The prompt was an AU set in modern time.


Chapter 2

Of Endless Layers


Sleep was a miracle worker.

When she woke up, something had clicked in her brain. She slapped the ground of her camp so hard it hurt in the excitement of the moment before dashing to her car for her computer. Her fingers danced madly across the keyboard doing its best to catch up to her spinning thoughts. Her surrounding faded away in the peripherals, as she lost herself in the code, when she looked up again, it was an hour later and Luke was standing next to her.

"Still at the problem?"

"I think I've solved part of it," she replied with a triumphant smile.
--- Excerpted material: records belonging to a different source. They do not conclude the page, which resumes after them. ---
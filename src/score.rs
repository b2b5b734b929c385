//! Score and combo tracking.

use crate::core::GameConfig;
use crate::events::{EventQueue, GameEvent};

/// Current score state.
#[derive(Debug, Clone, Copy, PartialEq, Default)]
pub struct ScoreState {
    pub score: u32,
    pub combo: u32,
    /// Time of the previous match, in caller seconds.
    pub last_match_at: Option<f64>,
}

/// Scoring rules applied to match events.
#[derive(Debug, Clone)]
pub struct ScoreEngine {
    base_score: u32,
    combo_window: f64,
    max_combo: u32,
    combo_multiplier: u32,
    state: ScoreState,
}

impl ScoreEngine {
    pub fn new(config: &GameConfig) -> Self {
        Self {
            base_score: config.base_match_score,
            combo_window: config.combo_window_seconds,
            max_combo: config.max_combo,
            combo_multiplier: config.combo_multiplier,
            state: ScoreState::default(),
        }
    }

    pub fn state(&self) -> ScoreState {
        self.state
    }

    pub fn score(&self) -> u32 {
        self.state.score
    }

    pub fn combo(&self) -> u32 {
        self.state.combo
    }

    /// Zero everything and notify score then combo.
    pub fn reset(&mut self, events: &mut EventQueue) {
        self.state = ScoreState::default();
        events.push(GameEvent::ScoreChanged { score: 0 });
        events.push(GameEvent::ComboChanged { combo: 0 });
    }

    /// Overwrite the score, e.g. when restoring a save.
    pub fn set_score(&mut self, score: u32, events: &mut EventQueue) {
        self.state.score = score;
        events.push(GameEvent::ScoreChanged { score });
    }

    /// Points a match is worth at the given combo level.
    ///
    /// `base * (1 + combo * multiplier / 10)` with the bonus factor truncated,
    /// so small combos may add nothing.
    pub fn match_value(&self, combo: u32) -> u32 {
        let factor = 1 + combo * self.combo_multiplier / 10;
        self.base_score.saturating_mul(factor)
    }

    /// Apply a match at time `now`; returns the points awarded.
    ///
    /// The combo extends only when the previous match is within the window,
    /// otherwise it drops to zero before the bonus is computed.
    pub fn record_match(&mut self, now: f64, events: &mut EventQueue) -> u32 {
        let within_window = self
            .state
            .last_match_at
            .is_some_and(|last| now - last <= self.combo_window);

        self.state.combo = if within_window {
            (self.state.combo + 1).min(self.max_combo)
        } else {
            0
        };

        let delta = self.match_value(self.state.combo);
        self.state.score = self.state.score.saturating_add(delta);
        self.state.last_match_at = Some(now);

        events.push(GameEvent::ScoreChanged {
            score: self.state.score,
        });
        events.push(GameEvent::ComboChanged {
            combo: self.state.combo,
        });
        delta
    }
}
Pride coursed through her veins at the thought of how she had done this without Luke's help. "It's not quite there, but I'm hopeful I will sooner or later have a working neural network that fits right on any embedded devices."

"Do you really think creating something with such wide application is a good thing?"
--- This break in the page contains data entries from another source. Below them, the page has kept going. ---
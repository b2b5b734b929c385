//! Game session: the explicitly owned engine object.
//!
//! Ties the turn controller, the value -> symbol mapping and the save slot
//! together. The driver owns one session, feeds it selections and clock
//! ticks, and drains the resulting events.

use crate::board::Board;
use crate::core::{GameConfig, GridSize};
use crate::error::PersistenceError;
use crate::events::GameEvent;
use crate::persistence::{GameSnapshot, SaveStore};
use crate::shuffle;
use crate::turn::{self, SelectOutcome, TurnController, TurnPhase};
use rand::Rng;

/// HUD numbers for the current game.
#[derive(Debug, Clone, Copy, PartialEq, Eq)]
pub struct GameSummary {
    pub score: u32,
    pub combo: u32,
    pub total_moves: u32,
    pub pairs_found: u32,
    pub total_pairs: u32,
    pub phase: TurnPhase,
}

#[derive(Debug)]
pub struct GameSession {
    config: GameConfig,
    grid: GridSize,
    controller: TurnController,
    symbols: Vec<u32>,
    store: Option<SaveStore>,
}

impl GameSession {
    /// Deal a fresh game.
    pub fn start<R: Rng>(
        config: GameConfig,
        grid: GridSize,
        store: Option<SaveStore>,
        rng: &mut R,
    ) -> Self {
        let placeholder = TurnController::new(Board::default(), &config);
        let mut session = Self {
            config,
            grid,
            controller: placeholder,
            symbols: Vec::new(),
            store,
        };
        session.new_game(grid, rng);
        session
    }

    /// Resume the saved game if there is a usable one, otherwise deal fresh.
    ///
    /// Unreadable or inconsistent saves are logged and ignored.
    pub fn load_or_new<R: Rng>(
        config: GameConfig,
        grid: GridSize,
        store: Option<SaveStore>,
        rng: &mut R,
        now: f64,
    ) -> Self {
        let saved = store
            .as_ref()
            .filter(|store| store.has_saved_game())
            .map(|store| store.read());

        match saved {
            Some(Ok(snapshot)) => Self::from_snapshot(config, store, snapshot, now),
            Some(Err(e)) => {
                tracing::warn!(error = %e, "saved game unusable; starting a new game");
                Self::start(config, grid, store, rng)
            }
            None => Self::start(config, grid, store, rng),
        }
    }

    /// Build a session around a saved game without dealing a board.
    fn from_snapshot(
        config: GameConfig,
        store: Option<SaveStore>,
        snapshot: GameSnapshot,
        now: f64,
    ) -> Self {
        let placeholder = TurnController::new(Board::default(), &config);
        let mut session = Self {
            config,
            grid: GridSize::new(snapshot.grid_width, snapshot.grid_height),
            controller: placeholder,
            symbols: Vec::new(),
            store,
        };
        session.restore(snapshot, now);
        session
    }

    /// Replace the board with a freshly shuffled one.
    ///
    /// Odd or out-of-range grids are corrected, never rejected.
    pub fn new_game<R: Rng>(&mut self, requested: GridSize, rng: &mut R) {
        self.shutdown();

        let grid = requested.normalized();
        let num_pairs = grid.pair_count();
        let deal = shuffle::deal(num_pairs, self.config.symbol_pool_size.max(1), rng);

        self.grid = grid;
        self.symbols = deal.symbols;
        self.controller = TurnController::new(
            Board::generate(grid.width, grid.height, &deal.values),
            &self.config,
        );

        let events = self.controller.events_mut();
        if grid != requested {
            tracing::warn!(%requested, actual = %grid, "grid adjusted to an even card count");
            events.push(GameEvent::GridAdjusted {
                requested,
                actual: grid,
            });
        }
        events.push(GameEvent::BoardReady {
            grid,
            restored: false,
        });
        self.controller.reset_score();
        self.controller
            .events_mut()
            .push(GameEvent::MovesChanged { total_moves: 0 });

        tracing::info!(%grid, pairs = num_pairs, "new game dealt");
    }

    /// Rebuild the session from a snapshot.
    pub fn restore(&mut self, snapshot: GameSnapshot, now: f64) {
        self.shutdown();

        let grid = GridSize::new(snapshot.grid_width, snapshot.grid_height);
        let board = Board::generate_from_snapshot(grid.width, grid.height, &snapshot.cards);
        let mut controller = turn::restore_controller(
            board,
            snapshot.score,
            snapshot.total_moves,
            &self.config,
            now,
        );

        let restored_events = controller.events_mut().drain();
        let events = controller.events_mut();
        events.push(GameEvent::BoardReady {
            grid,
            restored: true,
        });
        for event in restored_events {
            events.push(event);
        }

        self.grid = grid;
        self.symbols = snapshot.symbols;
        self.controller = controller;

        tracing::info!(
            %grid,
            remaining = self.controller.board().remaining_pairs(),
            score = snapshot.score,
            "saved game restored"
        );
    }

    /// Player picked card `index`. Panics if `index` is not on the board.
    pub fn select_card(&mut self, index: usize, now: f64) -> SelectOutcome {
        turn::select_card(&mut self.controller, index, now)
    }

    pub fn can_select_card(&self, index: usize) -> bool {
        turn::can_select_card(&self.controller, index)
    }

    /// Advance the clock. Returns true if a resolution ran.
    ///
    /// Finishing the last pair clears the save slot.
    pub fn tick(&mut self, now: f64) -> bool {
        let was_over = self.controller.is_game_over();
        let resolved = turn::process_tick(&mut self.controller, now);

        if !was_over && self.controller.is_game_over() {
            if let Err(e) = self.clear_save() {
                tracing::warn!(error = %e, "could not clear save after game over");
            }
        }
        resolved
    }

    /// Cancel any pending resolution without committing it.
    ///
    /// The pair stays face up, so `snapshot` and `save` still record it.
    /// A session that keeps running calls `resume` to pick the pair back up.
    pub fn shutdown(&mut self) {
        turn::cancel_pending(&mut self.controller);
    }

    /// Reschedule a pair suspended by `shutdown`, with a full delay from
    /// `now`. Returns false if nothing was suspended.
    pub fn resume(&mut self, now: f64) -> bool {
        turn::resume_pending(&mut self.controller, now)
    }

    /// Independent copy of the persistent state.
    pub fn snapshot(&self) -> GameSnapshot {
        let board = self.controller.board();
        GameSnapshot {
            grid_width: board.width(),
            grid_height: board.height(),
            remaining_pairs: board.remaining_pairs(),
            total_moves: self.controller.total_moves(),
            score: self.controller.score().score(),
            cards: board.snapshot(),
            symbols: self.symbols.clone(),
        }
    }

    /// Write the current game to the save slot.
    ///
    /// Finished games are not saved. Without a store this is a no-op.
    pub fn save(&self) -> Result<(), PersistenceError> {
        let Some(store) = &self.store else {
            return Ok(());
        };
        if self.controller.is_game_over() {
            tracing::debug!("game finished; nothing to save");
            return Ok(());
        }
        store.write(&self.snapshot())
    }

    /// Remove the saved game, if any.
    pub fn clear_save(&self) -> Result<(), PersistenceError> {
        match &self.store {
            Some(store) => store.clear(),
            None => Ok(()),
        }
    }

    pub fn has_saved_game(&self) -> bool {
        self.store
            .as_ref()
            .is_some_and(|store| store.has_saved_game())
    }

    /// Take all events produced since the last drain.
    pub fn drain_events(&mut self) -> Vec<GameEvent> {
        self.controller.events_mut().drain()
    }

    pub fn summary(&self) -> GameSummary {
        let board = self.controller.board();
        GameSummary {
            score: self.controller.score().score(),
            combo: self.controller.score().combo(),
            total_moves: self.controller.total_moves(),
            pairs_found: board.total_pairs() - board.remaining_pairs(),
            total_pairs: board.total_pairs(),
            phase: self.controller.phase(),
        }
    }

    pub fn config(&self) -> &GameConfig {
        &self.config
    }

    pub fn grid(&self) -> GridSize {
        self.grid
    }

    pub fn board(&self) -> &Board {
        self.controller.board()
    }

    pub fn controller(&self) -> &TurnController {
        &self.controller
    }

    pub fn phase(&self) -> TurnPhase {
        self.controller.phase()
    }

    pub fn symbols(&self) -> &[u32] {
        &self.symbols
    }

    /// Face symbol for a card value.
    pub fn symbol_for(&self, value: u32) -> u32 {
        self.symbols[value as usize]
    }

    pub fn next_deadline(&self) -> Option<f64> {
        self.controller.next_deadline()
    }
}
The question had taken Rey aback. "Of course it is. Technology advancements infinitely improved everyone's life."

"Technology is romanticized, worshiped in Silicon Valley, but if you strip away all the feel good start-up stories and really think about the effect of technology on everyone's life, you will see that it is dangerous, destructive."

She began to protest but Luke silent her. "Technology creates robots and self driving cars that take away people's jobs. It's nuclear bombs and chemical weapons that allowed so many people to be killed in the World Wars. Neural networks will one day make machine smarter than any of us and who knows whose side they would be on."

"But technology like heart pacers and CT scans extend people's lives," Rey, always the optimist, cut in. "It was your early neural network research that allowed us to find patterns and take preventative measures before catastrophic failures happen in planes."

"And I became an pompous poster boy for machine learning because of that," Luke said bitterly. "I saw Ben, my nephew with that bright Skywalker mind. And in my arrogance, I thought I could reign in his talent and ambitions, that I could make him the next big machine learning researcher."

Luke was right there, but suddenly he seemed so far away. "Han was… Han about it, he never believed in formal education, but… Leia, she trusted me with her son. I took him in as my PhD student and I taught him. But by the time I realized where his dissertation was going and the extent of his moral ambivalence, it was too late."

"What was he researching?" Rey asked, her voice barely above a whisper.

"A generative system to come up with new molecules," replied Luke grimly. "My nephew always liked to play with fire."

It took a moment for Rey to process what Luke was implying. In the wrong hands, that research could lead to chemical weapons that affects millions. Rey sucked in a heavy breath at the implication. No wonder, Luke was concerned.

"Snoke was knocking at his door with grant money, and when I confronted Ben about it, he turned on me. He uploaded our private correspondences on social media, destroyed my relationship with the school's president, quit MIT, changed his name, and joined First Order. Leia blamed Snoke, the First Order CEO, for tempting her boy, but it was me. I failed. Because I was Luke Skywalker. Professor extraordinaire. Machine learning poster boy."

The revelations further cemented Rey's opinion that Ren was a sociopath and Luke's innocence. Rey shook her head. "You didn't fail Kylo Ren," she told him firmly. "He failed you."

Luke looked away and Rey sighed.

She pulled a business card from her wallet, and handed it to Luke. "I'm flying back to San Francisco tonight. If you change your mind about helping us, contact me.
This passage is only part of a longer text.